About inmates: SC orders report on non-compliance of parole laws

LJCP claims parole and probation laws have lost their relevance


Hasnaat Malik October 27, 2016
LJCP claims parole and probation laws have lost their relevance. PHOTO: EXPRESS

ISLAMABAD: A two-judge bench of the Supreme Court has expressed concern over non-implementation of parole and probationary laws and has asked all provincial governments to submit a comprehensive report regarding their failure in this matter.

The bench, headed by Justice Ejaz Afzal Khan, passed the order on Wednesday after going through the statistics submitted by the Law and Justice Commission of Pakistan (LJCP) that submitted that parole and probation laws have become redundant.

LJCP secretary Mohammad Sarwar Khan has submitted a comprehensive report regarding the implementation of these laws, and statistics have been furnished regarding the release of prisoners in the four provinces.

The report says since 2013 to August 2016 trial courts have released 80,116 offenders placed on probation in Punjab. In Sindh, 2,060 convicts while 4,278 convicts in Khyber-Pakhtunkhwa have been placed on probation during this period. In Balochistan, this number is 194.

According to the report, the Punjab government has released 527 convicts on parole since 2013. The K-P government has released 18, Sindh (7) while 41 offenders have been released on parole in Balochistan.

The LJCP report suggests sensitisation of judges, lawyers and other stakeholders to make probation and parole laws more effective. Moreover, these laws help in reducing crowding of prisons, it adds.

It also recommended that the top court issue directions to all jail superintendents to identify eligible under-trial prisoners who can be released on parole so that their cases can be processed on fast-track basis.

“High courts may be asked to issue directions to all criminal courts to give reasons in their judgments as to why the benefit of probation is not being extended to a convict who is, otherwise, eligible for release on probation,” says the report.

It also submitted that sections 2 and 5 of the Good Conduct Prisoners Probational Release Act-1926 deal with the powers and the conditions for the release of convicts on parole.

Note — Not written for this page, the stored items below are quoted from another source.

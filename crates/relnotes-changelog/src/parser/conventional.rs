//! Pattern-driven commit message parser
//!
//! The grammar comes entirely from [`ParserOptions`]: header, breaking
//! header, revert and merge patterns, note keywords and issue prefixes. The
//! default options parse Angular-style `type(scope): subject` headers.

use std::collections::BTreeMap;

use regex::{Captures, Regex};
use tracing::trace;

use relnotes_core::config::{compile_pattern, ParserOptions};
use relnotes_core::{ConfigError, RawCommit};

use super::references::ReferenceMatcher;
use super::CommitParser;
use crate::types::{Note, ParsedCommit, Revert};

/// A compiled pattern and the field name of each capture group
#[derive(Debug, Clone)]
struct FieldPattern {
    regex: Regex,
    names: Vec<Option<String>>,
}

impl FieldPattern {
    fn new(field: &str, pattern: &str, correspondence: &[String]) -> Result<Self, ConfigError> {
        let regex = compile_pattern(field, pattern)?;
        let names = regex
            .capture_names()
            .enumerate()
            .skip(1)
            .map(|(i, name)| {
                name.map(str::to_string)
                    .or_else(|| correspondence.get(i - 1).cloned())
            })
            .collect();
        Ok(Self { regex, names })
    }

    fn optional(
        field: &str,
        pattern: Option<&str>,
        correspondence: &[String],
    ) -> Result<Option<Self>, ConfigError> {
        pattern
            .filter(|p| !p.is_empty())
            .map(|p| Self::new(field, p, correspondence))
            .transpose()
    }

    fn fields(&self, caps: &Captures<'_>) -> BTreeMap<String, String> {
        self.names
            .iter()
            .enumerate()
            .filter_map(|(i, name)| {
                let name = name.as_ref()?;
                let value = caps.get(i + 1)?;
                Some((name.clone(), value.as_str().to_string()))
            })
            .collect()
    }

    fn extract(&self, text: &str) -> Option<BTreeMap<String, String>> {
        self.regex.captures(text).map(|caps| self.fields(&caps))
    }
}

/// Parser for commit messages with a configurable grammar
#[derive(Debug, Clone)]
pub struct ConventionalParser {
    header: FieldPattern,
    breaking_header: Option<FieldPattern>,
    revert: Option<FieldPattern>,
    merge: Option<FieldPattern>,
    references: ReferenceMatcher,
    note_keywords: Vec<String>,
    comment_char: Option<char>,
}

impl ConventionalParser {
    /// Compile a parser from options.
    ///
    /// Fails with [`ConfigError::InvalidPattern`] when any pattern does not
    /// compile; no commit is looked at before that.
    pub fn new(options: &ParserOptions) -> Result<Self, ConfigError> {
        Ok(Self {
            header: FieldPattern::new(
                "parser_opts.header_pattern",
                &options.header_pattern,
                &options.header_correspondence,
            )?,
            breaking_header: FieldPattern::optional(
                "parser_opts.breaking_header_pattern",
                options.breaking_header_pattern.as_deref(),
                &options.header_correspondence,
            )?,
            revert: FieldPattern::optional(
                "parser_opts.revert_pattern",
                options.revert_pattern.as_deref(),
                &options.revert_correspondence,
            )?,
            merge: FieldPattern::optional(
                "parser_opts.merge_pattern",
                options.merge_pattern.as_deref(),
                &options.merge_correspondence,
            )?,
            references: ReferenceMatcher::new(options)?,
            note_keywords: options
                .note_keywords
                .iter()
                .filter(|k| !k.is_empty())
                .cloned()
                .collect(),
            comment_char: options.comment_char,
        })
    }

    /// Compile a parser from the default options
    pub fn with_defaults() -> Result<Self, ConfigError> {
        Self::new(&ParserOptions::default())
    }

    fn note_start<'a>(&self, line: &'a str) -> Option<(&str, &'a str)> {
        let trimmed = line.trim_start_matches(|c: char| c.is_whitespace() || c == '*');
        self.note_keywords.iter().find_map(|keyword| {
            let rest = trimmed.strip_prefix(keyword.as_str())?;
            let text = rest.trim_start().strip_prefix(':')?;
            Some((keyword.as_str(), text.trim()))
        })
    }

    /// Split body lines into plain paragraphs and notes
    fn split_notes(&self, lines: &[&str]) -> (Vec<String>, Vec<Note>) {
        let mut paragraphs = Vec::new();
        let mut notes: Vec<Note> = Vec::new();

        for paragraph in lines.split(|l| l.trim().is_empty()) {
            if paragraph.is_empty() {
                continue;
            }
            let mut plain = Vec::new();
            let mut current: Option<Note> = None;

            for line in paragraph {
                if let Some((title, text)) = self.note_start(line) {
                    notes.extend(current.take());
                    current = Some(Note {
                        title: title.to_string(),
                        text: text.to_string(),
                    });
                } else if let Some(note) = current.as_mut() {
                    if !note.text.is_empty() {
                        note.text.push('\n');
                    }
                    note.text.push_str(line.trim_end());
                } else {
                    plain.push(*line);
                }
            }

            notes.extend(current);
            if !plain.is_empty() {
                paragraphs.push(plain.join("\n"));
            }
        }

        (paragraphs, notes)
    }
}

impl CommitParser for ConventionalParser {
    fn parse(&self, commit: &RawCommit) -> ParsedCommit {
        let lines: Vec<&str> = commit
            .message
            .lines()
            .filter(|line| match self.comment_char {
                Some(c) => !line.starts_with(c),
                None => true,
            })
            .collect();

        let mut start = lines.iter().position(|l| !l.trim().is_empty()).unwrap_or(lines.len());
        let mut header = lines.get(start).map(|l| l.trim()).unwrap_or_default();

        let merge = self.merge.as_ref().and_then(|m| m.extract(header));
        if merge.is_some() {
            trace!(hash = %commit.hash, "merge header detected");
            let rest = lines.get(start + 1..).unwrap_or_default();
            if let Some(next) = rest.iter().position(|l| !l.trim().is_empty()) {
                start += 1 + next;
                header = lines[start].trim();
            }
        }

        let mut parsed = ParsedCommit::unparsed(&commit.hash, header);
        parsed.merge = merge;

        if let Some(fields) = self.header.extract(header) {
            parsed.commit_type = fields.get("type").cloned();
            parsed.scope = fields.get("scope").cloned();
            parsed.subject = fields.get("subject").cloned();
            parsed.fields = fields;
        } else {
            trace!(hash = %commit.hash, header, "header does not match");
        }

        let body_lines = lines.get(start + 1..).unwrap_or_default();
        let (paragraphs, mut notes) = self.split_notes(body_lines);

        if let Some(breaking) = &self.breaking_header {
            if let Some(fields) = breaking.extract(header) {
                if notes.is_empty() {
                    let text = fields
                        .get("subject")
                        .or_else(|| parsed.subject.as_ref())
                        .cloned()
                        .unwrap_or_else(|| header.to_string());
                    let title = self
                        .note_keywords
                        .first()
                        .cloned()
                        .unwrap_or_else(|| "BREAKING CHANGE".to_string());
                    notes.push(Note { title, text });
                }
                if parsed.fields.is_empty() {
                    parsed.commit_type = fields.get("type").cloned();
                    parsed.scope = fields.get("scope").cloned();
                    parsed.subject = fields.get("subject").cloned();
                    parsed.fields = fields;
                }
            }
        }

        parsed.body = Some(paragraphs.join("\n\n")).filter(|b| !b.is_empty());
        parsed.notes = notes;
        parsed.references = self
            .references
            .scan(std::iter::once(header).chain(body_lines.iter().copied()));

        if let Some(revert) = &self.revert {
            let text = lines[start.min(lines.len())..].join("\n");
            parsed.revert = revert.extract(&text).map(|fields| Revert { fields });
        }

        parsed
    }
}

#[cfg(test)]
mod tests {
    use super::*;
    use relnotes_core::config::ParserOverrides;

    fn parse(message: &str) -> ParsedCommit {
        ConventionalParser::with_defaults()
            .unwrap()
            .parse(&RawCommit::new("111", message))
    }

    fn parse_with(overrides: ParserOverrides, message: &str) -> ParsedCommit {
        let options = ParserOptions::default().with_overrides(&overrides);
        ConventionalParser::new(&options)
            .unwrap()
            .parse(&RawCommit::new("111", message))
    }

    #[test]
    fn test_parse_with_scope() {
        let parsed = parse("fix(scope1): First fix");
        assert_eq!(parsed.header, "fix(scope1): First fix");
        assert_eq!(parsed.commit_type.as_deref(), Some("fix"));
        assert_eq!(parsed.scope.as_deref(), Some("scope1"));
        assert_eq!(parsed.subject.as_deref(), Some("First fix"));
        assert!(parsed.body.is_none());
    }

    #[test]
    fn test_parse_without_scope() {
        let parsed = parse("feat: add new feature");
        assert_eq!(parsed.commit_type.as_deref(), Some("feat"));
        assert!(parsed.scope.is_none());
        assert_eq!(parsed.fields.get("subject").map(String::as_str), Some("add new feature"));
    }

    #[test]
    fn test_invalid_header_keeps_commit() {
        let parsed = parse("Update README");
        assert_eq!(parsed.header, "Update README");
        assert!(parsed.commit_type.is_none());
        assert!(parsed.fields.is_empty());
    }

    #[test]
    fn test_body_and_notes() {
        let parsed = parse(
            "feat(api): new endpoint\n\nSome description.\n\nBREAKING CHANGE: old endpoint removed\nuse /v2 instead",
        );
        assert_eq!(parsed.body.as_deref(), Some("Some description."));
        assert_eq!(parsed.notes.len(), 1);
        assert_eq!(parsed.notes[0].title, "BREAKING CHANGE");
        assert_eq!(parsed.notes[0].text, "old endpoint removed\nuse /v2 instead");
    }

    #[test]
    fn test_note_after_footer_line() {
        let parsed = parse("fix: thing\n\nCloses #10\nBREAKING CHANGE: gone");
        assert_eq!(parsed.body.as_deref(), Some("Closes #10"));
        assert_eq!(parsed.notes[0].text, "gone");
        assert_eq!(parsed.references[0].issue, "10");
    }

    #[test]
    fn test_references_in_header_and_body() {
        let parsed = parse("fix(scope1): First fix (fixes #123)\n\nrefs #5");
        let issues: Vec<_> = parsed.references.iter().map(|r| r.issue.as_str()).collect();
        assert_eq!(issues, vec!["123", "5"]);
        assert_eq!(parsed.references[0].action.as_deref(), Some("fixes"));
        assert!(parsed.references[1].action.is_none());
    }

    #[test]
    fn test_revert() {
        let parsed = parse("revert: feat(scope): broken\n\nThis reverts commit abc123.");
        let revert = parsed.revert.unwrap();
        assert_eq!(revert.header(), Some("feat(scope): broken"));
        assert_eq!(revert.hash(), Some("abc123"));
    }

    #[test]
    fn test_git_style_revert() {
        let parsed = parse("Revert \"feat: broken\"\n\nThis reverts commit abc123.");
        assert_eq!(parsed.revert.unwrap().header(), Some("feat: broken"));
    }

    #[test]
    fn test_named_groups_win_over_correspondence() {
        let parsed = parse_with(
            ParserOverrides {
                header_pattern: Some(r"^##(?<tag>.*?)## (?<shortDesc>.*)$".to_string()),
                header_correspondence: Some(vec!["first".to_string(), "second".to_string()]),
                ..Default::default()
            },
            "##Fix## Tidy things up",
        );
        assert_eq!(parsed.fields.get("tag").map(String::as_str), Some("Fix"));
        assert_eq!(parsed.fields.get("shortDesc").map(String::as_str), Some("Tidy things up"));
        assert!(parsed.commit_type.is_none());
    }

    #[test]
    fn test_breaking_header_adds_note() {
        let parsed = parse_with(
            ParserOverrides {
                header_pattern: Some(r"^(\w*)(?:\((.*)\))?!?: (.*)$".to_string()),
                breaking_header_pattern: Some(r"^(\w*)(?:\((.*)\))?!: (.*)$".to_string()),
                ..Default::default()
            },
            "feat(core)!: drop node 12",
        );
        assert_eq!(parsed.commit_type.as_deref(), Some("feat"));
        assert_eq!(parsed.notes.len(), 1);
        assert_eq!(parsed.notes[0].text, "drop node 12");
    }

    #[test]
    fn test_merge_header_is_skipped() {
        let parsed = parse_with(
            ParserOverrides {
                merge_pattern: Some(r"^Merge pull request #(\d+) from (.*)$".to_string()),
                merge_correspondence: Some(vec!["id".to_string(), "source".to_string()]),
                ..Default::default()
            },
            "Merge pull request #7 from octo/feature\n\nfeat: merged feature",
        );
        assert_eq!(parsed.header, "feat: merged feature");
        assert_eq!(parsed.commit_type.as_deref(), Some("feat"));
        assert_eq!(parsed.merge.unwrap().get("id").map(String::as_str), Some("7"));
    }

    #[test]
    fn test_comment_lines_dropped() {
        let parsed = parse_with(
            ParserOverrides {
                comment_char: Some('#'),
                ..Default::default()
            },
            "# leading comment\nfix: real header\n# trailing comment",
        );
        assert_eq!(parsed.header, "fix: real header");
        assert!(parsed.body.is_none());
    }

    #[test]
    fn test_only_comments_under_permissive_merge_pattern() {
        let parsed = parse_with(
            ParserOverrides {
                comment_char: Some('#'),
                merge_pattern: Some(r"^(?:Merge (.*))?$".to_string()),
                ..Default::default()
            },
            "# only a comment",
        );
        assert_eq!(parsed.header, "");
        assert!(parsed.commit_type.is_none());
        assert!(parsed.body.is_none());
    }

    #[test]
    fn test_invalid_pattern_fails() {
        let options = ParserOptions {
            header_pattern: "(".to_string(),
            ..Default::default()
        };
        assert!(matches!(
            ConventionalParser::new(&options),
            Err(ConfigError::InvalidPattern { .. })
        ));
    }
}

“One common problem experienced by prisoners is their release on parole for a short period in case of death of a relative in their family, etc., by the home secretary of a province. Such permission is not given expeditiously with the result that needy prisoners are unable to avail it.”

The commission suggests that the procedure for making a request for parole should be simplified so that more prisoners could be released for working not just as domestic servants but also in industry, trade and other commercial institutions.

The report also recommends that appropriate wages should be paid to working parolees, enabling the government to earn revenue. Probation and parole officers should be activated and asked to visit jails frequently for conducting inquiry and submit their report to facilitate courts as well as provincial governments in considering the cases of deserving convicts.

Provincial justice committees headed by respective chief justices are mandated to strengthen the criminal justice system; therefore, these bodies should also play their roles in making both the laws effective.

Likewise, placing names of probation is a discretionary sentencing power of courts; therefore, judicial officers must provide reason(s) in their judgments while rejecting the cases prima facie fit for probation.

Published in The Express Tribune, October 28th, 2016.